Regarding those who may not have citizenship elsewhere or may have had it revoked elsewhere, I will stress that as a point of policy, this will be taken into account as well. A decision to revoke someone's citizenship, which would leave them stateless, is not a decision that would be taken by the Minister. Taking into account all of the other considerations, as a matter of policy, this is not a decision that would be taken or has been taken. I am very conscious of the obligations we have that Deputy Howlin has outlined.
Finally, with regard amendment No. 4 to amendment No. 3, the spirit of the text and the proposed insertion of subsection (1Q) already forms the basis for any proposal to revoke the certificate of naturalisation. The substance of this proposal is provided for throughout the checks and balances that are articulated in my proposed amendments to section 19(2) and section 19(3). I assure the Deputies again that the revocation of Irish citizenship is only undertaken in the most serious of circumstances.
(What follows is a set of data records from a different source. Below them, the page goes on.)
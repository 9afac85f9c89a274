//! [`WorkoutStore`] over PostgreSQL.

use anyhow::Result;
use async_trait::async_trait;
use chrono::{DateTime, Utc};
use sqlx::PgPool;
use uuid::Uuid;

use liftgen_db::models::{Exercise, Workout, WorkoutExerciseDetail};
use liftgen_db::queries::exercises::{self, NewExercise};
use liftgen_db::queries::profiles;
use liftgen_db::queries::workouts::{self, NewWorkout, NewWorkoutExercise};

use super::WorkoutStore;

/// PostgreSQL-backed store. Cheap to clone.
#[derive(Debug, Clone)]
pub struct PgStore {
    pool: PgPool,
}

impl PgStore {
    pub fn new(pool: PgPool) -> Self {
        Self { pool }
    }

    pub fn pool(&self) -> &PgPool {
        &self.pool
    }
}

#[async_trait]
impl WorkoutStore for PgStore {
    async fn is_admin(&self, user_id: Uuid) -> Result<bool> {
        profiles::is_admin(&self.pool, user_id).await
    }

    async fn count_workouts_since(
        &self,
        user_id: Uuid,
        window_start: DateTime<Utc>,
        window_end: DateTime<Utc>,
    ) -> Result<i64> {
        workouts::count_workouts_in_window(&self.pool, user_id, window_start, window_end).await
    }

    async fn find_exercise_by_search_key(&self, search_key: &str) -> Result<Option<Exercise>> {
        exercises::find_by_search_key(&self.pool, search_key).await
    }

    async fn insert_exercise(&self, new: &NewExercise<'_>) -> Result<Option<Exercise>> {
        exercises::insert_exercise(&self.pool, new).await
    }

    async fn get_workout(&self, id: Uuid) -> Result<Option<Workout>> {
        workouts::get_workout(&self.pool, id).await
    }

    async fn list_workout_exercises(&self, workout_id: Uuid) -> Result<Vec<WorkoutExerciseDetail>> {
        workouts::list_exercise_details_for_workout(&self.pool, workout_id).await
    }

    async fn insert_workout(
        &self,
        workout: &NewWorkout<'_>,
        links: &[NewWorkoutExercise<'_>],
    ) -> Result<Workout> {
        workouts::insert_workout_with_exercises(&self.pool, workout, links).await
    }
}
//! Name normalization and keyword heuristics for canonical exercises.
//!
//! Everything here is pure. Keywords are written in search-key form
//! (lowercase, punctuation removed), so "Push-Up" has to be matched as
//! `pushup` as well as `push up`.

use liftgen_db::models::MovementType;

/// Deduplication identity of an exercise name.
///
/// Lowercases, drops every character that is neither alphanumeric nor
/// whitespace, collapses whitespace runs, and trims.
pub fn search_key(name: &str) -> String {
    let cleaned: String = name
        .to_lowercase()
        .chars()
        .filter(|c| c.is_alphanumeric() || c.is_whitespace())
        .collect();
    cleaned.split_whitespace().collect::<Vec<_>>().join(" ")
}

/// Equipment vocabulary in match order. The first entry whose keyword
/// starts a word in the search key wins.
const EQUIPMENT: &[(&str, &[&str])] = &[
    ("ez bar", &["ez bar", "ezbar", "ez curl bar"]),
    ("trap bar", &["trap bar", "trapbar", "hex bar", "hexbar"]),
    ("barbell", &["barbell"]),
    ("dumbbell", &["dumbbell", "db "]),
    ("kettlebell", &["kettlebell", "kb "]),
    ("cable", &["cable"]),
    ("resistance band", &["resistance band", "band"]),
    (
        "machine",
        &["machine", "smith", "leg press", "pec deck", "lat pulldown", "hack squat"],
    ),
    ("box", &["box"]),
    (
        "bodyweight",
        &[
            "bodyweight",
            "body weight",
            "push up",
            "pushup",
            "pull up",
            "pullup",
            "chin up",
            "chinup",
            "dip",
            "plank",
            "burpee",
            "air squat",
            "jump",
            "sprint",
            "mountain climber",
        ],
    ),
    ("bar", &["bar"]),
];

const ISOLATION: &[&str] = &[
    "curl",
    "raise",
    "extension",
    "fly",
    "flye",
    "kickback",
    "pushdown",
    "shrug",
    "crossover",
    "pec deck",
    "pullover",
];

const COMPOUND: &[&str] = &[
    "press",
    "squat",
    "deadlift",
    "row",
    "pull up",
    "pullup",
    "chin up",
    "chinup",
    "dip",
    "lunge",
    "clean",
    "snatch",
    "thrust",
    "push up",
    "pushup",
    "step up",
    "stepup",
    "jerk",
    "swing",
];

/// True when `keyword` begins at a word boundary in `key`.
fn has_word_prefix(key: &str, keyword: &str) -> bool {
    let padded = format!(" {key} ");
    padded.contains(&format!(" {keyword}"))
}

/// Guess the equipment from an exercise name.
pub fn infer_equipment(name: &str) -> Option<&'static str> {
    let key = search_key(name);
    EQUIPMENT
        .iter()
        .find(|(_, keywords)| keywords.iter().any(|kw| has_word_prefix(&key, kw)))
        .map(|(equipment, _)| *equipment)
}

/// Guess compound vs. isolation from the name, falling back to the number
/// of primary muscles.
pub fn infer_movement_type(name: &str, primary_muscles: &[String]) -> MovementType {
    let key = search_key(name);
    if ISOLATION.iter().any(|kw| has_word_prefix(&key, kw)) {
        return MovementType::Isolation;
    }
    if COMPOUND.iter().any(|kw| has_word_prefix(&key, kw)) {
        return MovementType::Compound;
    }
    if primary_muscles.len() >= 2 {
        MovementType::Compound
    } else {
        MovementType::Isolation
    }
}

/// Map a model-supplied equipment string onto the vocabulary. Blank and
/// "none" mean no equipment was given; unrecognized values are kept
/// lowercased.
pub fn normalize_equipment(raw: &str) -> Option<String> {
    let key = search_key(raw);
    if key.is_empty() || key == "none" || key == "n a" || key == "na" {
        return None;
    }
    Some(
        infer_equipment(&key)
            .map(str::to_owned)
            .unwrap_or(key),
    )
}

/// Lowercase, trim, drop blanks and duplicates, keeping first-seen order.
pub fn normalize_muscles(muscles: &[String]) -> Vec<String> {
    let mut out: Vec<String> = Vec::with_capacity(muscles.len());
    for m in muscles {
        let m = m.trim().to_lowercase();
        if !m.is_empty() && !out.contains(&m) {
            out.push(m);
        }
    }
    out
}

#[cfg(test)]
mod tests {
    use super::*;

    #[test]
    fn search_key_normalizes() {
        let cases = [
            ("Barbell Bench Press", "barbell bench press"),
            ("barbell   bench press", "barbell bench press"),
            ("  Barbell Bench-Press!! ", "barbell benchpress"),
            ("Push-Up", "pushup"),
            ("EZ-Bar Curl (Close Grip)", "ezbar curl close grip"),
            ("Dumbbell\tRow\n", "dumbbell row"),
            ("!!!", ""),
        ];
        for (name, expected) in cases {
            assert_eq!(search_key(name), expected, "for {name:?}");
        }
    }

    #[test]
    fn equipment_fixture_table() {
        let cases: &[(&str, Option<&str>)] = &[
            ("Barbell Back Squat", Some("barbell")),
            ("Incline Dumbbell Bench Press", Some("dumbbell")),
            ("Dumbbells Lateral Raise", Some("dumbbell")),
            ("EZ-Bar Preacher Curl", Some("ez bar")),
            ("EZ Bar Skull Crusher", Some("ez bar")),
            ("Trap Bar Deadlift", Some("trap bar")),
            ("Kettlebell Swing", Some("kettlebell")),
            ("Cable Crossover", Some("cable")),
            ("Resistance Band Pull-Apart", Some("resistance band")),
            ("Banded Glute Bridge", Some("resistance band")),
            ("Smith Machine Squat", Some("machine")),
            ("Leg Press", Some("machine")),
            ("Lat Pulldown", Some("machine")),
            ("Box Jump", Some("box")),
            ("Push-Up", Some("bodyweight")),
            ("Pull Up", Some("bodyweight")),
            ("Parallel Bar Dips", Some("bodyweight")),
            ("Plank", Some("bodyweight")),
            ("Jumping Lunges", Some("bodyweight")),
            ("Hill Sprints", Some("bodyweight")),
            ("Bar Hang", Some("bar")),
            ("Romanian Deadlift", None),
            ("Hip Thrust", None),
        ];
        for (name, expected) in cases {
            assert_eq!(infer_equipment(name), *expected, "for {name:?}");
        }
    }

    #[test]
    fn movement_type_fixture_table() {
        let chest = vec!["chest".to_owned()];
        let legs = vec!["glutes".to_owned(), "hamstrings".to_owned()];
        let none: &[String] = &[];
        let (one, two) = (chest.as_slice(), legs.as_slice());
        let cases: &[(&str, &[String], MovementType)] = &[
            ("Dumbbell Bicep Curl", two, MovementType::Isolation),
            ("Dumbbell Lateral Raise", one, MovementType::Isolation),
            ("Leg Extension", one, MovementType::Isolation),
            ("Cable Fly", two, MovementType::Isolation),
            ("Dumbbell Flyes", one, MovementType::Isolation),
            ("Cable Triceps Pushdown", one, MovementType::Isolation),
            ("Barbell Shrug", one, MovementType::Isolation),
            ("Barbell Bench Press", one, MovementType::Compound),
            ("Goblet Squat", one, MovementType::Compound),
            ("Bent-Over Barbell Row", one, MovementType::Compound),
            ("Chin-Up", one, MovementType::Compound),
            ("Walking Lunges", one, MovementType::Compound),
            ("Power Clean", one, MovementType::Compound),
            ("Hip Thrust", one, MovementType::Compound),
            ("Kettlebell Swing", one, MovementType::Compound),
            ("Nordic Hamstring Curl", two, MovementType::Isolation),
            ("Face Pull", one, MovementType::Isolation),
            ("Good Morning", two, MovementType::Compound),
            ("Plank", none, MovementType::Isolation),
        ];
        for (name, muscles, expected) in cases {
            assert_eq!(infer_movement_type(name, muscles), *expected, "for {name:?}");
        }
    }

    #[test]
    fn normalize_equipment_maps_to_vocabulary() {
        assert_eq!(normalize_equipment("Dumbbells"), Some("dumbbell".to_owned()));
        assert_eq!(normalize_equipment("EZ-bar"), Some("ez bar".to_owned()));
        assert_eq!(normalize_equipment("Bench"), Some("bench".to_owned()));
        assert_eq!(normalize_equipment("  "), None);
        assert_eq!(normalize_equipment("None"), None);
    }

    #[test]
    fn normalize_muscles_dedups_in_order() {
        let raw = vec![" Chest".to_owned(), "triceps".to_owned(), "CHEST".to_owned(), "".to_owned()];
        assert_eq!(normalize_muscles(&raw), vec!["chest", "triceps"]);
    }
}
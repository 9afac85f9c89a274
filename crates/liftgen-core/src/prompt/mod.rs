//! Prompt construction for the generation model.

pub mod template;

use std::collections::HashMap;

use crate::catalog;
use crate::request::GenerationRequest;

pub use template::{Segment, Slot};

/// Which prompt to render.
#[derive(Debug, Clone, Copy, PartialEq, Eq)]
pub enum PromptMode {
    /// First attempt.
    Initial,
    /// A previous attempt failed; restate everything and add the repair block.
    Retry,
}

#[derive(Debug, Clone, PartialEq, Eq, thiserror::Error)]
pub enum PromptError {
    #[error("unknown workout focus: {0:?}")]
    UnknownFocus(String),

    #[error("template slot {0} has no value")]
    MissingSlot(&'static str),
}

/// How many exercises must hit the muscle focus: half the workout, rounded
/// up, at least one and never more than the workout has.
pub fn min_exercises_for_muscle(exercise_count: u32) -> u32 {
    exercise_count.div_ceil(2).max(1).min(exercise_count.max(1))
}

/// Render the prompt for `request`.
///
/// `request` is expected to be validated already.
pub fn build_prompt(request: &GenerationRequest, mode: PromptMode) -> Result<String, PromptError> {
    let cat = catalog::catalog();

    let mut blocks = Vec::with_capacity(request.workout_focus.len());
    for id in &request.workout_focus {
        let entry = cat
            .focus(id)
            .ok_or_else(|| PromptError::UnknownFocus(id.clone()))?;
        blocks.push(format!("{}:\n{}", id.to_uppercase(), entry.instructions));
    }

    let mut values = HashMap::new();
    values.insert(Slot::MuscleFocus, request.muscle_focus.join(", "));
    values.insert(Slot::WorkoutFocus, request.workout_focus.join(", "));
    values.insert(
        Slot::WorkoutFocusUpper,
        request.workout_focus.join(", ").to_uppercase(),
    );
    values.insert(Slot::ExerciseCount, request.exercise_count.to_string());
    values.insert(
        Slot::MinExercisesForMuscle,
        min_exercises_for_muscle(request.exercise_count).to_string(),
    );
    values.insert(Slot::FocusInstructions, blocks.join("\n\n"));
    if let Some(text) = request.special_instructions.as_deref() {
        if !text.trim().is_empty() {
            values.insert(Slot::SpecialInstructions, text.to_owned());
        }
    }

    let mut out = render(&template::standard(), &values)?;
    if mode == PromptMode::Retry {
        out.push_str(template::RETRY_BLOCK);
    }
    Ok(out)
}

/// Render `segments` against `values`.
pub fn render(segments: &[Segment], values: &HashMap<Slot, String>) -> Result<String, PromptError> {
    let mut out = String::new();
    render_into(&mut out, segments, values)?;
    Ok(out)
}

fn render_into(
    out: &mut String,
    segments: &[Segment],
    values: &HashMap<Slot, String>,
) -> Result<(), PromptError> {
    for segment in segments {
        match segment {
            Segment::Text(text) => out.push_str(text),
            Segment::Slot(slot) => {
                let value = values.get(slot).ok_or(PromptError::MissingSlot(slot.name()))?;
                out.push_str(value);
            }
            Segment::WhenPresent(slot, inner) => {
                if values.contains_key(slot) {
                    render_into(out, inner, values)?;
                }
            }
        }
    }
    Ok(())
}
With regard to the other issue, I know the amendment was not accepted, and I think we have a chance later to discuss it on amendment No. 30. I mentioned at the outset that there are individuals - be it working as prison officers in our prisons, An Garda Síochána, across the Defence Forces and others - who are coming to the stage where they will be forced to retire and they do not want to. They want to continue to work and to contribute in the job they are doing. They feel they have a lot more to give and that they can do that but, at the moment, they are prohibited from working beyond the age of 60. These changes will not force any individual in those organisations to work beyond 60. It would be voluntary. If we were to change the mandatory retirement age, that would have to be done with the support of these Houses and would have to be passed. I am stating very clearly that this is not forcing any individual to work past the age of 60. The reason that 62 was chosen acknowledges that these roles can be challenging. Whether it is working in the Prison Service or as a member of An Garda Síochána, it acknowledges that these are challenging roles. There is a lot of shift work and night work that takes it toll on individuals. People are living longer and healthier lives as well, and we want to take that into consideration.
The reference to the accelerated pension - I know this has come up quite a lot in conversations - does not remove that right. If persons voluntarily decide to work beyond the age of 60 to 62, they will not continue to have that accelerated pension but it does not preclude that from applying to the years before that. If individuals start working at the age of 20, they still have their 20 years plus the final ten accelerated. That does not change. This is to stress that all of this voluntary. Nobody is forced to retire at 60; nobody is forced to retire at 62, or before it. It is optional for the individuals involved here but the reason I am bringing forward these proposals is that I know there are people who want to work longer and have the ability to work longer but they cannot now because of the law, which precludes it.